La nuit même je pense, nous sommes partis dans une tranchée. Ce n’était pas très loin, mais on avait très peur. On pleurait tous. Avant d’arriver à la tranchée, j’ai toujours cette vision de soldats morts dans le jardin avec leur parachute. Il y en a même un, je me souviens, c’était certainement un soldat américain, tout jeune, qui agonisait. Les fourmis étaient déjà rentrées dans sa bouche. Un autre soldat est venu mettre fin à ses souffrances. Cette vision, je l’ai toujours.
Les bombardiers, c’était un bruit infernal. Les avions qui nous rasaient presque et qui jetaient leurs bombes. On ne voyait plus le ciel puis c’étaient les maisons qui s’embrasaient. C’était l’horreur ! Comme si le sort s’acharnait sur nous. Je ne sais même pas comment on a pu être épargnés. Nous avons vécu pendant quelque temps dans la tranchée parce que la maison était occupée par les Allemands. Nous, on essayait de faire le va-et-vient entre la tranchée et la maison pour pouvoir récupérer ce que l’on pouvait manger… La vie était très dure. On était affamés, il fallait se nourrir comme on pouvait.
Un jour, les Allemands nous ont alignés le long du mur avec mes parents. Je ne sais pas ce qu’ils se racontaient entre eux… Ils nous faisaient comprendre qu’ils allaient tirer. Ils faisaient le mouvement, comme ça ! Nous, on s’est tous mis à pleurer. Puis, ils sont partis.

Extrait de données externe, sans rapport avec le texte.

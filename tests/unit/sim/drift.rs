use super::*;
use crate::sim::host::ManualHost;
use crate::sim::particle::CONNECTION_DISTANCE;
use crate::sim::surface::RecordingSurface;
use crate::theme::Color;

fn spec(density: f64, speed: f64) -> ParticleFieldSpec {
    ParticleFieldSpec::new(
        density,
        speed,
        [
            Color::rgb8(14, 165, 233),
            Color::rgb8(99, 102, 241),
            Color::rgb8(148, 163, 184),
        ],
    )
}

fn host(reduced: bool) -> Rc<ManualHost> {
    Rc::new(
        ManualHost::new(Size::new(320.0, 240.0), 3.0)
            .unwrap()
            .with_reduced_motion(reduced),
    )
}

fn mount(h: &Rc<ManualHost>, spec: ParticleFieldSpec) -> ParticleDrift<RecordingSurface> {
    ParticleDrift::mount(spec, h.clone(), RecordingSurface::new())
}

#[test]
fn mount_draws_and_schedules() {
    let h = host(false);
    let drift = mount(&h, spec(0.0, 50.0));
    assert_eq!(drift.particles().len(), 20);
    assert_eq!(drift.state(), LoopState::Running);
    assert_eq!(drift.backing().dpr, 2.0);
    assert_eq!((drift.backing().width, drift.backing().height), (640, 480));
    assert_eq!(drift.surface().frames_presented(), 1);
    assert_eq!(h.pending_frames(), 1);
    assert_eq!(h.active_observers(), 1);
}

#[test]
fn frames_advance_positions() {
    let h = host(false);
    let mut drift = mount(&h, spec(50.0, 100.0));
    let before: Vec<_> = drift.particles().iter().map(|p| p.pos).collect();
    for _ in 0..5 {
        assert!(drift.poll());
    }
    let after: Vec<_> = drift.particles().iter().map(|p| p.pos).collect();
    assert_ne!(before, after);
    assert_eq!(drift.frames(), 5);
    assert_eq!(drift.surface().frames_presented(), 6);
    assert_eq!(h.pending_frames(), 1);
}

#[test]
fn reduced_motion_freezes_after_one_draw() {
    let h = host(true);
    let mut drift = mount(&h, spec(100.0, 100.0));
    let before = drift.particles().to_vec();
    for _ in 0..5 {
        assert!(!drift.poll());
    }
    assert_eq!(drift.particles(), &before[..]);
    assert_eq!(drift.surface().frames_presented(), 1);
    assert_eq!(h.pending_frames(), 0);
    assert_eq!(drift.state(), LoopState::Idle);

    let frame = drift.surface().last_frame();
    assert!(frame.iter().any(|op| matches!(op, DrawOp::Link { .. })));
    let dots = frame.iter().filter(|op| matches!(op, DrawOp::Dot { .. })).count();
    assert_eq!(dots, 60);
}

#[test]
fn links_are_drawn_before_any_dot() {
    let h = host(false);
    let mut drift = mount(&h, spec(100.0, 50.0));
    drift.poll();
    let frame = drift.surface().last_frame();
    assert_eq!(frame[0], DrawOp::Clear);
    let last_link = frame
        .iter()
        .rposition(|op| matches!(op, DrawOp::Link { .. }))
        .expect("dense field has links");
    let first_dot = frame
        .iter()
        .position(|op| matches!(op, DrawOp::Glow { .. } | DrawOp::Dot { .. }))
        .expect("dots");
    assert!(last_link < first_dot);
    for op in frame {
        if let DrawOp::Link { from, to, alpha, .. } = *op {
            assert!(from.distance(to) < CONNECTION_DISTANCE);
            assert!(alpha > 0.0 && alpha <= 0.2);
        }
    }
}

#[test]
fn resize_keeps_population() {
    let h = host(false);
    let mut drift = mount(&h, spec(30.0, 0.0));
    let seeded = drift.particles().len();
    drift.poll();
    let positions: Vec<_> = drift.particles().iter().map(|p| p.pos).collect();

    h.set_viewport(Size::new(500.0, 100.0)).unwrap();
    drift.on_resize(Size::new(500.0, 100.0));
    assert_eq!(drift.particles().len(), seeded);
    let kept: Vec<_> = drift.particles().iter().map(|p| p.pos).collect();
    assert_eq!(positions, kept);
    assert_eq!(drift.backing().css, Size::new(500.0, 100.0));
    assert_eq!(drift.surface().resize_count(), 2);
}

#[test]
fn poll_services_resize() {
    let h = host(true);
    let mut drift = mount(&h, spec(30.0, 0.0));
    h.set_viewport(Size::new(100.0, 80.0)).unwrap();
    assert!(!drift.poll());
    assert_eq!(drift.backing().css, Size::new(100.0, 80.0));
    // The frozen frame is repainted at the new size.
    assert_eq!(drift.surface().frames_presented(), 2);
}

#[test]
fn density_or_speed_reseeds_but_colors_do_not() {
    let h = host(false);
    let first = spec(0.0, 50.0);
    let mut drift = mount(&h, first);
    drift.poll();

    let recolored = ParticleFieldSpec {
        colors: [Color::BLACK; 3],
        ..first
    };
    assert!(!drift.apply_spec(recolored));
    assert_ne!(drift.particles()[0].color, Color::BLACK);
    assert_eq!(drift.frames(), 1);

    assert!(drift.apply_spec(spec(100.0, 50.0)));
    assert_eq!(drift.particles().len(), 60);
    assert_eq!(drift.state(), LoopState::Running);
    assert_eq!(h.pending_frames(), 1);
    assert_eq!(h.active_observers(), 1);
}

#[test]
fn density_change_reseeds_even_with_the_same_count() {
    let h = host(false);
    let mut drift = mount(&h, spec(55.0, 50.0));
    for _ in 0..10 {
        assert!(drift.poll());
    }
    let moved = drift.particles().to_vec();

    let next = spec(56.0, 50.0);
    assert_eq!(next.count, drift.particles().len());
    assert!(drift.apply_spec(next));
    assert_ne!(drift.particles(), &moved[..]);
    assert_eq!(drift.spec().density, 56.0);
    assert_eq!(h.pending_frames(), 1);
}

#[test]
fn teardown_leaves_nothing_scheduled() {
    let h = host(false);
    let mut drift = mount(&h, spec(50.0, 50.0));
    drift.poll();
    drift.unmount();
    assert_eq!(h.pending_frames(), 0);
    assert_eq!(h.active_observers(), 0);

    let drift = mount(&h, spec(50.0, 50.0));
    drop(drift);
    assert_eq!(h.pending_frames(), 0);
    assert_eq!(h.active_observers(), 0);
}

«On était des loques, des loques…»
Après la guerre, les petits couraient dans les champs récupérer les armes qui trainaient. Maman, complètement affolée, nous disait : «Laissez ça, vous allez vous faire tuer !» Ma petite soeur, un jour, a récupéré un objet de guerre, une douille, qu’elle a jetée dans la cheminée et que j’ai récupérée dans la jambe. J’ai encore un reste du Débarquement de 1944 dans ma jambe.

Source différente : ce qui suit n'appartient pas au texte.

impl Generator for GridPulse {
    fn preset(&self) -> PresetId {
        PresetId::GridPulse
    }

    fn duration_range(&self) -> Option<DurationRange> {
        Some(Self::DURATION)
    }

    fn render(&self, ctx: &mut RenderCtx<'_>) -> VisualOutput {
        let duration = ctx.settings.duration(Self::DURATION);
        let cols = ctx.settings.count_round(8, 8);
        let rows = ctx.settings.count_round(6, 6);
        let color: Color = ctx.palette.primary;

        let mut scene = Scene::new(ViewBox::Fixed {
            width: cols as f64,
            height: rows as f64,
            fit: Fit::Stretch,
        });
        for r in 0..rows {
            for c in 0..cols {
                let rect = Rect::new(c as f64, r as f64, c as f64 + 0.9, r as f64 + 0.9);
                scene.push(
                    Node::new(Shape::Rect { rect, radius: 0.1 })
                        .fill(color)
                        .motion(
                            Motion::pulse(0.05, 0.35, duration)
                                .delay(Self::cell_delay(c, r, cols, rows, duration)),
                        ),
                );
            }
        }
        VisualOutput::Vector(scene)
    }
}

La Croix-Rouge américaine se déplaçait en Jeep tous les jours parce que je faisais une infection incroyable. Maman me transportait dans une brouette de la maison à la tranchée parce qu’elle ne pouvait pas me porter. Les cahotsme faisaient souffrir. Dans la tranchée, nous étions entassés les uns sur les autres, sur de la paille, on dormait comme ça. J’ai attrapé la gale aux deux coudes et ma grand-mère maternelle, adorable comme tout, sortait pour aller me chercher des feuilles de plantain réputées pour guérir de la gale. Elle sortait toujours la première pour nous dire «Allez-y, vous pouvez sortir, il n’y a personne !». Elle risquait sa vie. On avait peur, très peur à chaque instant d’être fusillés. On avait froid et faim. On était des loques, des loques…

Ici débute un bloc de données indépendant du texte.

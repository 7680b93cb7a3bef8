use std::fmt;
use std::str::FromStr;

use serde::{Deserialize, Serialize};

use crate::foundation::error::BackdropError;
use crate::generators::{Generator, layered, particle_drift, patterns, scattered, washes};

/// Whether a preset has motion.
#[derive(Clone, Copy, Debug, Default, PartialEq, Eq, Hash, Serialize, Deserialize)]
#[serde(rename_all = "lowercase")]
pub enum PresetKind {
    #[default]
    Static,
    Animated,
}

impl PresetKind {
    pub fn as_str(self) -> &'static str {
        match self {
            Self::Static => "static",
            Self::Animated => "animated",
        }
    }
}

macro_rules! presets {
    ($( $variant:ident => $id:literal, $name:literal, $kind:ident, $desc:literal; )+) => {
        /// Every preset this library ships, in display order.
        #[derive(Clone, Copy, Debug, PartialEq, Eq, Hash, PartialOrd, Ord)]
        pub enum PresetId {
            $( $variant, )+
        }

        impl PresetId {
            pub const ALL: &'static [PresetId] = &[$( PresetId::$variant, )+];

            /// Stable identifier used in configurations.
            pub fn as_str(self) -> &'static str {
                match self {
                    $( PresetId::$variant => $id, )+
                }
            }

            pub fn meta(self) -> &'static PresetMeta {
                match self {
                    $( PresetId::$variant => &PresetMeta {
                        id: PresetId::$variant,
                        name: $name,
                        kind: PresetKind::$kind,
                        description: $desc,
                    }, )+
                }
            }
        }

        impl FromStr for PresetId {
            type Err = BackdropError;

            fn from_str(s: &str) -> Result<Self, Self::Err> {
                match s {
                    $( $id => Ok(PresetId::$variant), )+
                    other => Err(BackdropError::config(format!("unknown preset id \"{other}\""))),
                }
            }
        }
    };
}

presets! {
    AuroraDrift => "aurora_drift", "Aurora Drift", Animated, "Slow-moving gradient ribbons";
    FloatingBlobs => "floating_blobs", "Floating Blobs", Animated,
        "Soft blurred orbs drifting gently";
    ParticleDrift => "particle_drift", "Particle Drift", Animated, "Gentle floating particles";
    FlowLines => "flow_lines", "Flow Lines", Animated, "Organic flowing line paths";
    Waves => "waves", "Waves", Animated, "Flowing wave animation";
    Shimmer => "shimmer", "Shimmer", Animated, "Shimmering light beams";
    Ripples => "ripples", "Ripples", Animated, "Expanding ripple rings";
    Constellation => "constellation", "Constellation", Animated, "Connected stars";
    AuroraWaves => "aurora_waves", "Aurora Waves", Animated, "Northern lights effect";
    Plasma => "plasma", "Plasma", Animated, "Lava lamp plasma blobs";
    MatrixRain => "matrix_rain", "Matrix Rain", Animated, "Falling light streams";
    PulseRings => "pulse_rings", "Pulse Rings", Animated, "Pulsing concentric rings";
    Fireflies => "fireflies", "Fireflies", Animated, "Floating glowing particles";
    Spiral => "spiral", "Spiral", Animated, "Rotating spiral arms";
    BokehLights => "bokeh_lights", "Bokeh Lights", Animated, "Large soft glowing circles";
    GradientWash => "gradient_wash", "Gradient Wash", Animated, "Full-screen rotating gradient";
    NeonGlow => "neon_glow", "Neon Glow", Animated, "Glowing geometric shapes";
    LightRays => "light_rays", "Light Rays", Animated, "Dramatic light beams from corner";
    ColorBands => "color_bands", "Color Bands", Animated, "Bold diagonal scrolling stripes";
    GridPulse => "grid_pulse", "Grid Pulse", Animated, "Pulsing grid wave pattern";
    SolidColor => "solid_color", "Solid Color", Static, "Flat solid color background";
    MeshGradient => "mesh_gradient", "Mesh Gradient", Static, "Layered radial gradients with noise";
    SpotlightVignette => "spotlight_vignette", "Spotlight", Static,
        "Centered spotlight with vignette edges";
    CutPaper => "cut_paper", "Cut Paper", Static, "Layered paper shapes with depth";
    TopoLines => "topo_lines", "Topo Lines", Static, "Topographic contour line pattern";
    GradientOrbs => "gradient_orbs", "Gradient Orbs", Static, "Large colorful gradient orbs";
    DotGrid => "dot_grid", "Dot Grid", Static, "Subtle dot grid pattern";
    RadialBurst => "radial_burst", "Radial Burst", Static, "Radial lines from center";
    HexagonPattern => "hexagon_pattern", "Hexagons", Static, "Hexagonal grid pattern";
    GeometricShapes => "geometric_shapes", "Geometric", Static, "Abstract geometric shapes";
    Nebula => "nebula", "Nebula", Static, "Space nebula effect";
}

impl PresetId {
    pub fn kind(self) -> PresetKind {
        self.meta().kind
    }
}

impl fmt::Display for PresetId {
    fn fmt(&self, f: &mut fmt::Formatter<'_>) -> fmt::Result {
        f.write_str(self.as_str())
    }
}

impl Serialize for PresetId {
    fn serialize<S: serde::Serializer>(&self, serializer: S) -> Result<S::Ok, S::Error> {
        serializer.serialize_str(self.as_str())
    }
}

impl<'de> Deserialize<'de> for PresetId {
    fn deserialize<D: serde::Deserializer<'de>>(deserializer: D) -> Result<Self, D::Error> {
        let s = String::deserialize(deserializer)?;
        s.parse().map_err(serde::de::Error::custom)
    }
}

/// Immutable registry entry.
#[derive(Clone, Copy, Debug, PartialEq, Eq, Serialize)]
pub struct PresetMeta {
    pub id: PresetId,
    pub name: &'static str,
    #[serde(rename = "type")]
    pub kind: PresetKind,
    pub description: &'static str,
}

/// All preset metadata, in display order.
pub fn presets() -> impl Iterator<Item = &'static PresetMeta> {
    PresetId::ALL.iter().map(|id| id.meta())
}

/// Generator bound to `id` in the full registry.
pub fn generator(id: PresetId) -> &'static dyn Generator {
    match id {
        PresetId::AuroraDrift => &layered::AuroraDrift,
        PresetId::FloatingBlobs => &layered::FloatingBlobs,
        PresetId::ParticleDrift => &particle_drift::ParticleDriftGenerator,
        PresetId::FlowLines => &layered::FlowLines,
        PresetId::Waves => &layered::Waves,
        PresetId::Shimmer => &layered::Shimmer,
        PresetId::Ripples => &layered::Ripples,
        PresetId::Constellation => &scattered::Constellation,
        PresetId::AuroraWaves => &layered::AuroraWaves,
        PresetId::Plasma => &layered::Plasma,
        PresetId::MatrixRain => &scattered::MatrixRain,
        PresetId::PulseRings => &layered::PulseRings,
        PresetId::Fireflies => &scattered::Fireflies,
        PresetId::Spiral => &patterns::Spiral,
        PresetId::BokehLights => &scattered::BokehLights,
        PresetId::GradientWash => &layered::GradientWash,
        PresetId::NeonGlow => &scattered::NeonGlow,
        PresetId::LightRays => &scattered::LightRays,
        PresetId::ColorBands => &layered::ColorBands,
        PresetId::GridPulse => &layered::GridPulse,
        PresetId::SolidColor => &washes::SolidColor,
        PresetId::MeshGradient => &washes::MeshGradient,
        PresetId::SpotlightVignette => &washes::SpotlightVignette,
        PresetId::CutPaper => &washes::CutPaper,
        PresetId::TopoLines => &patterns::TopoLines,
        PresetId::GradientOrbs => &washes::GradientOrbs,
        PresetId::DotGrid => &patterns::DotGrid,
        PresetId::RadialBurst => &patterns::RadialBurst,
        PresetId::HexagonPattern => &patterns::HexagonPattern,
        PresetId::GeometricShapes => &patterns::GeometricShapes,
        PresetId::Nebula => &washes::Nebula,
    }
}

/// Thumbnail-safe subset: presets cheap enough to render many times at once.
///
/// Kept as its own table rather than a filter over the full registry.
pub fn thumbnail_generator(id: PresetId) -> Option<&'static dyn Generator> {
    let generator: &'static dyn Generator = match id {
        PresetId::AuroraDrift => &layered::AuroraDrift,
        PresetId::FloatingBlobs => &layered::FloatingBlobs,
        PresetId::ParticleDrift => &particle_drift::ParticleDriftGenerator,
        PresetId::FlowLines => &layered::FlowLines,
        PresetId::MeshGradient => &washes::MeshGradient,
        PresetId::SpotlightVignette => &washes::SpotlightVignette,
        PresetId::CutPaper => &washes::CutPaper,
        PresetId::TopoLines => &patterns::TopoLines,
        _ => return None,
    };
    Some(generator)
}

/// Resolve a configuration's preset id in the full registry. Unknown ids resolve to `None`.
pub fn resolve(preset_id: &str) -> Option<(PresetId, &'static dyn Generator)> {
    let id = preset_id.parse::<PresetId>().ok()?;
    Some((id, generator(id)))
}

/// Resolve a preset id in the thumbnail registry.
pub fn resolve_thumbnail(preset_id: &str) -> Option<(PresetId, &'static dyn Generator)> {
    let id = preset_id.parse::<PresetId>().ok()?;
    thumbnail_generator(id).map(|g| (id, g))
}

Par la suite, les femmes un peu couturières récupéraient les toiles de parachute pour faire des vêtements, pour vendre, pour se faire un peu d’argent. Elles fabriquaient des jupes, des chemisiers…
La mer était rouge
Moi, ce qui reste dans ma mémoire, ce sont les soldats blessés. Il y en avait partout dans la nature. Il y avait un petit bois que l’on traversait. Qu’est-ce qu’on voyait ? Des cadavres, partout. Nous, enfants, ça nous marque à vie.
J’avais un oncle qui habitait Colleville et qui était chargé d’aller chercher les cadavres des pauvres soldats sur la plage. Il me disait : « Tu sais ma pauvre France, tu aurais vu la mer… elle n’était pas bleue, elle était rouge. Tous ces cadavres dans l’eau.» Et lui, avec un cheval et une charrette, il allait récupérer les corps pour les mettre dans une fosse.
Après la guerre, on continuait à avoir peur. Dès qu’on était dehors et qu’on voyait des oiseaux, on avait peur. On avait l’impression que c’était les bombardiers qui arrivaient et on rentrait à la maison en courant. On est traumatisé à vie, je pense quand on a des horreurs comme ça sous les yeux.
J’en ai parlé à mes enfants. Je leur ai expliqué. J’ai essayé de leur faire comprendre ce qu’était le Débarquement. Quand je suis arrivée à la résidence, ils m’ont dit : «Maman, on va t’emmener revoir ce que tu as vécu, les Blockhaus, Arromanches.» J’ai failli me noyer après le Débarquement en marchant sur un ponton du port d’Arromanches. y avait des trous et je suis tombée dans l’eau. C’est un couple d’Américains qui m’a sauvée.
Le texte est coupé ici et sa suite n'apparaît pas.